Continuous Random Variables: Study Notes (9231 Further Probability & Statistics)
Welcome to the fascinating world of Continuous Random Variables (CRVs)! In your previous statistics course (9709), you focused mainly on discrete variables (like counting how many times an event occurs). Now, we dive into variables that can take *any* value within a range—measurements like time, height, or temperature.
This chapter is crucial because it moves beyond standard distributions (like the Normal Distribution) and teaches you how to handle custom probability models using calculus (integration and differentiation). Don't worry if this seems tricky at first; we will break down the calculus into simple, clear steps!
1. Understanding Continuous Random Variables (CRVs)
A Continuous Random Variable (CRV), usually denoted \(X\), is a variable that can take any value within a specified interval.
Example: The exact time (in seconds) it takes a computer to boot up. It could be 15.00 seconds, 15.01 seconds, or 15.0000001 seconds.
Why CRVs are Different from Discrete Variables
- For a discrete variable, we can find \(P(X = x)\).
-
For a CRV, the probability of hitting one exact value is always zero: \(P(X = a) = 0\).
Analogy: Imagine a continuous rope 1 meter long. What is the chance that a random point chosen lands exactly on the value 0.5000000...? Zero, because there are infinitely many points around it. - Therefore, we only talk about probabilities over an interval, e.g., \(P(a < X < b)\).
Quick Review Box: Because \(P(X=a)=0\), the inclusion of equality signs does not change the probability:
\(P(a < X < b) = P(a \leq X \leq b) = P(a < X \leq b)\)
2. The Probability Density Function (PDF)
Since we cannot assign a probability to a single point, we use a function called the Probability Density Function (PDF), denoted \(f(x)\).
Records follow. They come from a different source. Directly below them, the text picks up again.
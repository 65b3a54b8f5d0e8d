//! Product dimension repository.
//!
//! # Responsibility
//! - Provide lookup-or-create access to the `products` table.
//! - Keep product SQL inside the persistence boundary.
//!
//! # Invariants
//! - Names are normalized before every lookup or insert.
//! - `name` is unique case-insensitively; `get_or_create` never creates
//!   a second row for an existing name.

use crate::model::visit::{normalize_name, Product, ProductId};
use crate::repo::{ensure_connection_ready, RepoError, RepoResult};
use rusqlite::{params, Connection, OptionalExtension, Row};

const PRODUCT_SELECT_SQL: &str = "SELECT id, name, created_at FROM products";

/// Repository interface for product dimension rows.
pub trait ProductRepository {
    /// Returns the product with this name, creating it when missing.
    fn get_or_create(&self, name: &str) -> RepoResult<Product>;
    /// Gets one product by row id.
    fn get(&self, id: ProductId) -> RepoResult<Option<Product>>;
    /// Finds one product by normalized name, case-insensitively.
    fn find_by_name(&self, name: &str) -> RepoResult<Option<Product>>;
    /// Lists all products ordered by name.
    fn list(&self) -> RepoResult<Vec<Product>>;
}

/// SQLite-backed product repository.
pub struct SqliteProductRepository<'conn> {
    conn: &'conn Connection,
}

impl<'conn> SqliteProductRepository<'conn> {
    /// Constructs a repository from a migrated/ready connection.
    pub fn try_new(conn: &'conn Connection) -> RepoResult<Self> {
        ensure_connection_ready(conn, &[("products", &["id", "name", "created_at"])])?;
        Ok(Self { conn })
    }
}

impl ProductRepository for SqliteProductRepository<'_> {
    fn get_or_create(&self, name: &str) -> RepoResult<Product> {
        let name = normalize_name(name).ok_or(RepoError::BlankName { table: "products" })?;

        if let Some(product) = select_by_name(self.conn, &name)? {
            return Ok(product);
        }

        self.conn.execute(
            "INSERT OR IGNORE INTO products (name, created_at)
             VALUES (?1, (strftime('%s', 'now') * 1000));",
            [name.as_str()],
        )?;

        select_by_name(self.conn, &name)?.ok_or_else(|| {
            RepoError::InvalidData(format!("product `{name}` missing after insert"))
        })
    }

    fn get(&self, id: ProductId) -> RepoResult<Option<Product>> {
        let product = self
            .conn
            .query_row(
                &format!("{PRODUCT_SELECT_SQL} WHERE id = ?1;"),
                params![id],
                parse_product_row,
            )
            .optional()?;
        Ok(product)
    }

    fn find_by_name(&self, name: &str) -> RepoResult<Option<Product>> {
        match normalize_name(name) {
            Some(name) => select_by_name(self.conn, &name),
            None => Ok(None),
        }
    }

    fn list(&self) -> RepoResult<Vec<Product>> {
        let mut stmt = self.conn.prepare(&format!(
            "{PRODUCT_SELECT_SQL} ORDER BY name COLLATE NOCASE ASC;"
        ))?;
        let mut rows = stmt.query([])?;
        let mut products = Vec::new();
        while let Some(row) = rows.next()? {
            products.push(parse_product_row(row)?);
        }
        Ok(products)
    }
}

fn select_by_name(conn: &Connection, name: &str) -> RepoResult<Option<Product>> {
    let product = conn
        .query_row(
            &format!("{PRODUCT_SELECT_SQL} WHERE name = ?1 COLLATE NOCASE;"),
            [name],
            parse_product_row,
        )
        .optional()?;
    Ok(product)
}

fn parse_product_row(row: &Row<'_>) -> Result<Product, rusqlite::Error> {
    Ok(Product {
        id: row.get("id")?,
        name: row.get("name")?,
        created_at: row.get("created_at")?,
    })
}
This function describes the *likelihood* of the variable falling within a range.
Properties of the PDF, \(f(x)\)
For a function to be a valid PDF, it must satisfy two fundamental rules:
-
Non-Negative: The density cannot be negative.
$$f(x) \geq 0 \text{ for all values of } x$$ -
Total Area is One: The total probability for all possible outcomes must equal 1 (or 100%). This is found by integrating over the entire domain.
$$\int_{-\infty}^{\infty} f(x) dx = 1$$
Note on Piecewise Functions: Often, CRVs are defined using a piecewise function, meaning the PDF only exists over a specific range \([a, b]\), and \(f(x) = 0\) outside that range.
In this case, the total probability rule simplifies to:
$$\int_{a}^{b} f(x) dx = 1$$
Step-by-Step: Finding the Probability \(P(a < X < b)\)
The probability that \(X\) lies between \(a\) and \(b\) is the area under the PDF curve between those points.
- Identify Limits: Determine the range \([a, b]\) required.
-
Integrate: Calculate the definite integral of the PDF over that range.
$$P(a < X < b) = \int_{a}^{b} f(x) dx$$
Key Takeaway: The PDF uses integration to define probability as an area under the curve. Remember that the total area must be exactly 1.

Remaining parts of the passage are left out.